Comme l’écrivait Robert Darnton : « La lecture a une histoire », et Alberto Manguel, dans la partie introductive de sa passionnante Histoire de la lecture (Actes Sud éd.), parle avec justesse d’une communauté universelle de lecteurs, dans son livre qu’il illustre abondamment de reproductions de lectrices, de lecteurs et de scribes.
Aux moments historiques où se conjuguent, d’une part et pêle-mêle, des tendances fortes de globalisation, de mondialisation, d’intelligence collective, de transhumanisme, de nouvelles gouvernances et de flux, etc., et, d’autre part, celles d’e-réputation, de storytelling et de personal branding, etc., le média livre et ses usages nouveaux pourraient être le pivot de la sociabilité des siècles à venir.
Aussi, les représentations de lectrices, de lecteurs, les postures et les contextes de leurs lectures, produites au fil des siècles passés, dessinées, peintes, gravées ou sculptées, sur tous supports, que cela soit sur tissus ou sur vitraux, ces représentations font sens, elles témoignent historiquement, et des traditions liées aux livres, de la permanence d’invariants dont il nous faut, au minimum, garder la mémoire, et également, parfois, des valeurs symboliques liées à cette activité particulière et spécifiquement humaine : la lecture.
1300 électrons libres de feu la chaine du livre
Pour ces raisons, nous avons ouvert en ce mois d’août 2010 un nouvel album (Lectrices, Lecteurs et Lectures) sur ma page Facebook, rassemblant 1300 personnes, toutes plus ou moins proches de l’interprofession du livre.

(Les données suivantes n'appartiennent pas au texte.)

use std::collections::VecDeque;

use tracing::warn;

use crate::codec::bytes::{ByteSink, Cursor};
use crate::codec::pass::{LinkPass, ReadPass, WritePass};
use crate::codec::schema::{Schema, TypeId};
use crate::codec::{CodecError, Result};

/// Arena index of a block inside a [`Document`](crate::codec::Document).
#[derive(Debug, Clone, Copy, PartialEq, Eq, Hash, PartialOrd, Ord)]
pub struct BlockId(pub u32);

impl BlockId {
	/// Arena position.
	pub fn index(self) -> usize {
		self.0 as usize
	}
}

/// Ownership flavour of a link field.
#[derive(Debug, Clone, Copy, PartialEq, Eq, Hash)]
pub enum LinkKind {
	/// Owning reference; drives encode ordering and root detection.
	Ref,
	/// Non-owning back or graph reference.
	Ptr,
}

impl LinkKind {
	/// Schema-facing type name.
	pub fn as_str(self) -> &'static str {
		match self {
			Self::Ref => "Ref",
			Self::Ptr => "Ptr",
		}
	}
}

/// Resolution state of one link value.
#[derive(Debug, Clone, Copy, PartialEq, Eq)]
pub enum LinkState {
	/// Raw token read from the stream, not yet resolved.
	Unresolved(i32),
	/// Resolved target, `None` for the no-reference sentinel.
	Resolved(Option<BlockId>),
}

/// Typed reference to another block.
#[derive(Debug, Clone, Copy, PartialEq, Eq)]
pub struct Link {
	/// Ref or Ptr.
	pub kind: LinkKind,
	/// Declared target type, `None` accepts any block.
	pub target: Option<TypeId>,
	/// Current state.
	pub state: LinkState,
}

impl Link {
	/// Empty resolved link.
	pub fn new(kind: LinkKind, target: Option<TypeId>) -> Self {
		Self {
			kind,
			target,
			state: LinkState::Resolved(None),
		}
	}

	/// Resolved target block, if any.
	pub fn block(&self) -> Option<BlockId> {
		match self.state {
			LinkState::Resolved(block) => block,
			LinkState::Unresolved(_) => None,
		}
	}

	/// Point at `block` (or clear with `None`).
	pub fn set(&mut self, block: Option<BlockId>) {
		self.state = LinkState::Resolved(block);
	}

	/// Whether the link owns its target.
	pub fn is_ref(&self) -> bool {
		self.kind == LinkKind::Ref
	}

	pub(crate) fn read(kind: LinkKind, target: Option<TypeId>, cur: &mut Cursor<'_>, pass: &mut ReadPass<'_>) -> Result<Self> {
		let token = cur.read_i32_le()?;
		pass.queue.push(token);
		Ok(Self {
			kind,
			target,
			state: LinkState::Unresolved(token),
		})
	}

	/// Pop this link's token and resolve it against the block table.
	pub(crate) fn resolve(&mut self, schema: &Schema, pass: &mut LinkPass<'_>) -> Result<()> {
		let token = pass.queue.pop()?;
		if token == pass.sentinel {
			self.state = LinkState::Resolved(None);
			return Ok(());
		}

		let outcome = match pass.table.get(&token) {
			None => Err(CodecError::LinkUnresolved { index: token }),
			Some(&(block, ty)) => match self.target {
				Some(target) if !schema.is_subtype(ty, target) => Err(CodecError::LinkTypeMismatch {
					index: token,
					expected: schema.type_name(target).into(),
					got: schema.type_name(ty).into(),
				}),
				_ => Ok(block),
			},
		};

		match outcome {
			Ok(block) => self.state = LinkState::Resolved(Some(block)),
			Err(err) if pass.policy == LinkPolicy::Lenient => {
				warn!(token, error = %err, "bad link replaced by none");
				self.state = LinkState::Resolved(None);
			}
			Err(err) => return Err(err),
		}
		Ok(())
	}

	pub(crate) fn write(&self, sink: &mut ByteSink, pass: &WritePass<'_>) -> Result<()> {
		let token = match self.state {
			LinkState::Unresolved(index) => return Err(CodecError::LinkNotResolved { index }),
			LinkState::Resolved(None) => pass.sentinel,
			LinkState::Resolved(Some(block)) => match pass.index.get(&block) {
				Some(index) => *index,
				None if pass.policy == LinkPolicy::Lenient => {
					warn!(block = block.0, kind = self.kind.as_str(), "link target not in block list, writing none");
					pass.sentinel
				}
				None => return Err(CodecError::LinkNotListed { block: block.0 }),
			},
		};
		sink.put_i32_le(token);
		Ok(())
	}
}

/// How bad links are handled during resolution and encode.
#[derive(Debug, Clone, Copy, Default, PartialEq, Eq)]
pub enum LinkPolicy {
	/// Fail on the first bad link.
	#[default]
	Strict,
	/// Replace bad links with `None` and log a warning.
	Lenient,
}

/// FIFO of raw link tokens shared by one decode.
#[derive(Debug, Default)]
pub struct LinkQueue {
	tokens: VecDeque<i32>,
	pushed: usize,
	popped: usize,
}

impl LinkQueue {
	/// Create an empty queue.
	pub fn new() -> Self {
		Self::default()
	}

	/// Append a token read from the stream.
	pub fn push(&mut self, token: i32) {
		self.tokens.push_back(token);
		self.pushed += 1;
	}

	/// Take the oldest token; running dry is an imbalance.
	pub fn pop(&mut self) -> Result<i32> {
		let token = self.tokens.pop_front().ok_or(CodecError::LinkQueueImbalance {
			pushed: self.pushed,
			popped: self.popped + 1,
		})?;
		self.popped += 1;
		Ok(token)
	}

	/// Tokens still waiting.
	pub fn len(&self) -> usize {
		self.tokens.len()
	}

	/// Whether no tokens are waiting.
	pub fn is_empty(&self) -> bool {
		self.tokens.is_empty()
	}

	/// Total tokens pushed.
	pub fn pushed(&self) -> usize {
		self.pushed
	}

	/// Total tokens popped.
	pub fn popped(&self) -> usize {
		self.popped
	}

	/// Require every pushed token to have been popped.
	pub fn finish(&self) -> Result<()> {
		if !self.tokens.is_empty() {
			return Err(CodecError::LinkQueueImbalance {
				pushed: self.pushed,
				popped: self.popped,
			});
		}
		Ok(())
	}
}

/// "No reference" token for a file version.
pub fn link_sentinel(version: u32, sentinel_since: u32) -> i32 {
	if version >= sentinel_since { -1 } else { 0 }
}
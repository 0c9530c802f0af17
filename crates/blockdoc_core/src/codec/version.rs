use crate::codec::expr::{EvalContext, Scalar};
use crate::codec::{CodecError, Result};

/// Version pair a record is read or written under.
#[derive(Debug, Clone, Copy, PartialEq, Eq, Hash)]
pub struct Versions {
	/// Packed file or block version.
	pub version: u32,
	/// Format-specific user version.
	pub user_version: u32,
}

impl Versions {
	/// Build a version pair.
	pub fn new(version: u32, user_version: u32) -> Self {
		Self { version, user_version }
	}
}

impl EvalContext for Versions {
	fn lookup(&self, name: &str) -> Result<Scalar> {
		match name {
			"version" => Ok(Scalar::Int(i64::from(self.version))),
			"user_version" => Ok(Scalar::Int(i64::from(self.user_version))),
			_ => Err(CodecError::MissingField {
				name: name.into(),
				context: "version context".into(),
			}),
		}
	}
}

/// Parse a dotted version literal such as `20.2.0.7` into `0x14020007`.
///
/// Missing trailing components are zero. Plain decimal and `0x` hex literals
/// are accepted as already-packed values.
pub fn parse_version(text: &str) -> Option<u32> {
	let text = text.trim();
	if let Some(hex) = text.strip_prefix("0x").or_else(|| text.strip_prefix("0X")) {
		return u32::from_str_radix(hex, 16).ok();
	}
	if !text.contains('.') {
		return text.parse::<u32>().ok();
	}

	let mut packed = 0_u32;
	let mut count = 0;
	for part in text.split('.') {
		if count == 4 {
			return None;
		}
		let byte = part.parse::<u8>().ok()?;
		packed |= u32::from(byte) << (24 - 8 * count);
		count += 1;
	}
	Some(packed)
}

/// Render a packed version as four dotted components.
pub fn format_version(version: u32) -> String {
	let [a, b, c, d] = version.to_be_bytes();
	format!("{a}.{b}.{c}.{d}")
}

Des échanges nombreux, parfois sibyllins, j’en conclus qu’il s’agit, dans cette communauté informelle, infime partie de cette communauté universelle de lecteurs qu’évoquait Alberto Manguel, et ce, même si certains et certaines sont salariés de l’édition classique, et d’autres, acteurs et actrices de l’édition numérique, j’en conclus que toutes et tous sont déjà davantage des électrons libres que des maillons humains d’une chaîne du livre.
De l’insularité de la lecture à l’universalité du livre
La lecture-écriture, activité insulaire, sera demain, notamment avec les nouveaux dispositifs de lecture qui émergent sous des formes encore primitives, le principal processus fabulateur de l’homo numericus, par le truchement de livres certainement davantage collaboratifs, plus proches de la sociabilité des manuscrits que de celle des imprimés.
Stratégies de crowdsourcing et de crowdfunding seraient-elles les mamelles de l’édition du 21e siècle ?
Nonobstant, étudier aujourd’hui les dispositifs de lecture des siècles précédents, voir, grâce aux artistes des siècles passés, comment les femmes et les hommes se les appropriaient, dans quels contextes ils en faisaient usages, mais aussi, ce que ces représentations, souvent posées, réfléchies, et donc préméditées, voulaient signifier, ce qu’elles voulaient ainsi véhiculer jusqu’à nous ; étudier aujourd’hui tout cela, c’est, dans le cadre d’une réflexion stratégique, se donner des moyens supplémentaires de comprendre et d’organiser à moyen terme les évolutions du marché du livre.
Des vertus de l’historisation en prospective
L’idée de cet album illustre ainsi parfaitement en somme la démarche d’historisation propre à la prospective du livre et de l’édition, telle que je l’ai conçue et que je la promeus.
J’essaie toujours de ne pas m’en tenir à la seule actualité et à l’observation des changements en cours que nous pouvons tous observer quotidiennement.
J’essaie aussi de ne pas me projeter directement dans l’avenir, en extrapolant sans garde-fou.
La prospective du livre et de l’édition relève autant de l’histoire que de la futurologie.
Je trouve plus sage d’avancer dans l’avenir, éclairé des lumières du passé :
1 - Détecter la situation nouvelle, l’élément perturbateur dans le présent…
2 - Se replonger dans le passé, dans l’histoire du livre et de son marché, dans l’histoire de la lecture, pour essayer de retrouver traces de contextes plus ou moins similaires et en tirer les enseignements…
3 - Se projeter dans l’avenir, à court puis à moyen termes, conjuguer présent et futur à la lumière des enseignements du passé, pour en tirer des conclusions pratiques et des orientations stratégiques concrètement opérationnelles pour les acteurs du livre et de l’édition d’aujourd’hui.
Ces trois étapes sont pour moi les piliers de la démarche prospective pour le livre et l’édition.
[Illustrations de haut en bas : La belle liseuse par Léon-François Comerre ; Jeune Fille lisant, par Franz Eybl ; Lectrice par Edward Hopper et Lectrice par Angeli Guerino.]